One source was a 1950s Rand McNally atlas he picked up on a stoop on Clinton Street. “I started to play around, not thinking it was going anywhere, just with these map shapes. One idea was how to marry words and image.” The first dealer island originated in another book, a 50-year history of the Tibor de Nagy gallery. “I started to use these names. Jane Freilicher and Neil Welliver and so forth as place names. And I realized how beautifully this idea of the surname transferred into a sense of place, “ he says.

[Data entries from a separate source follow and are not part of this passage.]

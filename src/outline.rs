/********************************************************************************
 * Copyright (c) 2024 Contributors to the Eclipse Foundation
 *
 * See the NOTICE file(s) distributed with this work for additional
 * information regarding copyright ownership.
 *
 * This program and the accompanying materials are made available under the
 * terms of the Apache License Version 2.0 which is available at
 * https://www.apache.org/licenses/LICENSE-2.0
 *
 * SPDX-License-Identifier: Apache-2.0
 ********************************************************************************/

//! Names of the services and queues that make up the service mesh.

use std::fmt::Display;

use serde::{Deserialize, Serialize};

/// The name of a service, also used as the publisher of requests and events.
#[derive(Clone, Debug, PartialEq, Eq, Hash, Serialize, Deserialize)]
#[serde(transparent)]
pub struct ServiceName(String);

impl ServiceName {
    pub const AGENT_MANAGER: &'static str = "agent-manager";
    pub const AI_MANAGER: &'static str = "ai-manager";
    pub const API_MANAGER: &'static str = "api-manager";
    pub const CALL_MANAGER: &'static str = "call-manager";
    pub const CAMPAIGN_MANAGER: &'static str = "campaign-manager";
    pub const CONFERENCE_MANAGER: &'static str = "conference-manager";
    pub const CUSTOMER_MANAGER: &'static str = "customer-manager";
    pub const FLOW_MANAGER: &'static str = "flow-manager";
    pub const NUMBER_MANAGER: &'static str = "number-manager";
    pub const QUEUE_MANAGER: &'static str = "queue-manager";
    pub const REGISTRAR_MANAGER: &'static str = "registrar-manager";
    pub const TALK_MANAGER: &'static str = "talk-manager";

    pub fn new(name: impl Into<String>) -> Self {
        ServiceName(name.into())
    }

    pub fn as_str(&self) -> &str {
        &self.0
    }

    /// Gets the queue that this service publishes its events to.
    ///
    /// # Examples
    ///
    /// ```rust
    /// use requesthandler::ServiceName;
    ///
    /// let publisher = ServiceName::new(ServiceName::CALL_MANAGER);
    /// assert_eq!(publisher.event_queue().as_str(), "bin-manager.call-manager.event");
    /// ```
    pub fn event_queue(&self) -> QueueName {
        QueueName(format!("bin-manager.{}.event", self.0))
    }

    /// Gets the queue that this service consumes requests from.
    pub fn request_queue(&self) -> QueueName {
        QueueName(format!("bin-manager.{}.request", self.0))
    }
}

impl Display for ServiceName {
    fn fmt(&self, f: &mut std::fmt::Formatter<'_>) -> std::fmt::Result {
        f.write_str(&self.0)
    }
}

impl From<&str> for ServiceName {
    fn from(value: &str) -> Self {
        ServiceName::new(value)
    }
}

/// The name of a broker queue or exchange.
#[derive(Clone, Debug, PartialEq, Eq, Hash, PartialOrd, Ord, Serialize, Deserialize)]
#[serde(transparent)]
pub struct QueueName(String);

macro_rules! queue_names {
    ($($name:ident => $value:literal),* $(,)?) => {
        impl QueueName {
            $(
                pub const $name: &'static str = $value;
            )*
        }
    };
}

queue_names! {
    AGENT_REQUEST => "bin-manager.agent-manager.request",
    AI_REQUEST => "bin-manager.ai-manager.request",
    BILLING_REQUEST => "bin-manager.billing-manager.request",
    CALL_REQUEST => "bin-manager.call-manager.request",
    CAMPAIGN_REQUEST => "bin-manager.campaign-manager.request",
    CHAT_REQUEST => "bin-manager.chat-manager.request",
    CONFERENCE_REQUEST => "bin-manager.conference-manager.request",
    CONTACT_REQUEST => "bin-manager.contact-manager.request",
    CONVERSATION_REQUEST => "bin-manager.conversation-manager.request",
    CUSTOMER_REQUEST => "bin-manager.customer-manager.request",
    EMAIL_REQUEST => "bin-manager.email-manager.request",
    FLOW_REQUEST => "bin-manager.flow-manager.request",
    MESSAGE_REQUEST => "bin-manager.message-manager.request",
    NUMBER_REQUEST => "bin-manager.number-manager.request",
    OUTDIAL_REQUEST => "bin-manager.outdial-manager.request",
    PIPECAT_REQUEST => "bin-manager.pipecat-manager.request",
    QUEUE_REQUEST => "bin-manager.queue-manager.request",
    REGISTRAR_REQUEST => "bin-manager.registrar-manager.request",
    ROUTE_REQUEST => "bin-manager.route-manager.request",
    STORAGE_REQUEST => "bin-manager.storage-manager.request",
    TAG_REQUEST => "bin-manager.tag-manager.request",
    TALK_REQUEST => "bin-manager.talk-manager.request",
    TIMELINE_REQUEST => "bin-manager.timeline-manager.request",
    TRANSCRIBE_REQUEST => "bin-manager.transcribe-manager.request",
    TRANSFER_REQUEST => "bin-manager.transfer-manager.request",
    TTS_REQUEST => "bin-manager.tts-manager.request",
    WEBHOOK_REQUEST => "bin-manager.webhook-manager.request",

    AGENT_EVENT => "bin-manager.agent-manager.event",
    AI_EVENT => "bin-manager.ai-manager.event",
    BILLING_EVENT => "bin-manager.billing-manager.event",
    CALL_EVENT => "bin-manager.call-manager.event",
    CHAT_EVENT => "bin-manager.chat-manager.event",
    CONFERENCE_EVENT => "bin-manager.conference-manager.event",
    CONVERSATION_EVENT => "bin-manager.conversation-manager.event",
    CUSTOMER_EVENT => "bin-manager.customer-manager.event",
    QUEUE_EVENT => "bin-manager.queue-manager.event",
    REGISTRAR_EVENT => "bin-manager.registrar-manager.event",
    STORAGE_EVENT => "bin-manager.storage-manager.event",

    DELAY => "bin-manager.delay",
}

impl QueueName {
    pub fn new(name: impl Into<String>) -> Self {
        QueueName(name.into())
    }

    /// Gets the request queue of the Asterisk proxy with the given ID.
    ///
    /// # Examples
    ///
    /// ```rust
    /// use requesthandler::QueueName;
    ///
    /// assert_eq!(QueueName::asterisk("call").as_str(), "asterisk.call.request");
    /// ```
    pub fn asterisk(asterisk_id: &str) -> Self {
        QueueName(format!("asterisk.{asterisk_id}.request"))
    }

    pub fn as_str(&self) -> &str {
        &self.0
    }
}

impl Display for QueueName {
    fn fmt(&self, f: &mut std::fmt::Formatter<'_>) -> std::fmt::Result {
        f.write_str(&self.0)
    }
}

impl From<&str> for QueueName {
    fn from(value: &str) -> Self {
        QueueName::new(value)
    }
}

impl AsRef<str> for QueueName {
    fn as_ref(&self) -> &str {
        &self.0
    }
}

#[cfg(test)]
mod tests {
    use super::*;

    #[test]
    fn test_service_queues_follow_naming_scheme() {
        let service = ServiceName::new(ServiceName::QUEUE_MANAGER);
        assert_eq!(service.request_queue().as_str(), QueueName::QUEUE_REQUEST);
        assert_eq!(service.event_queue().as_str(), QueueName::QUEUE_EVENT);
    }

    #[test]
    fn test_service_name_serializes_as_plain_string() {
        let service = ServiceName::from("flow-manager");
        assert_eq!(serde_json::to_string(&service).unwrap(), "\"flow-manager\"");
    }
}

As the idea took on momentum, Zinsser channeled his own history. “A lot of the galleries that I chose were very big when I was first out of college,” he says. “To me everything was so significant. I just thought that any artist who showed in a gallery was famous. And I wondered how they got there.”
To a young artist in the 1980s, the SoHo galleries that mattered seemed an unreachable territory, a no-go land. “All of this territory was already taken. SoHo was an ivory tower. These galleries like Paula Cooper seemed impenetrable to the outer world,” Zinsser says. “Then in the 1980s, one thing that the East Village taught me was that anything was possible, that anybody could be an artist. It was a tremendously exciting democratizing time.”
Zinsser’s topographies can be read as a record of these changes, and of others. The placement of names is significant. “When I did the Richard Bellamy one, I put Myron Stout on a little island of his own because he was kind of a solitary artist,” Zinsser says. “In the Sonnabend one, Jeff Koons is off on an island. In the Shafrazi island, Warhol and Basquiat are up on this little isthmus together, a little spit of land.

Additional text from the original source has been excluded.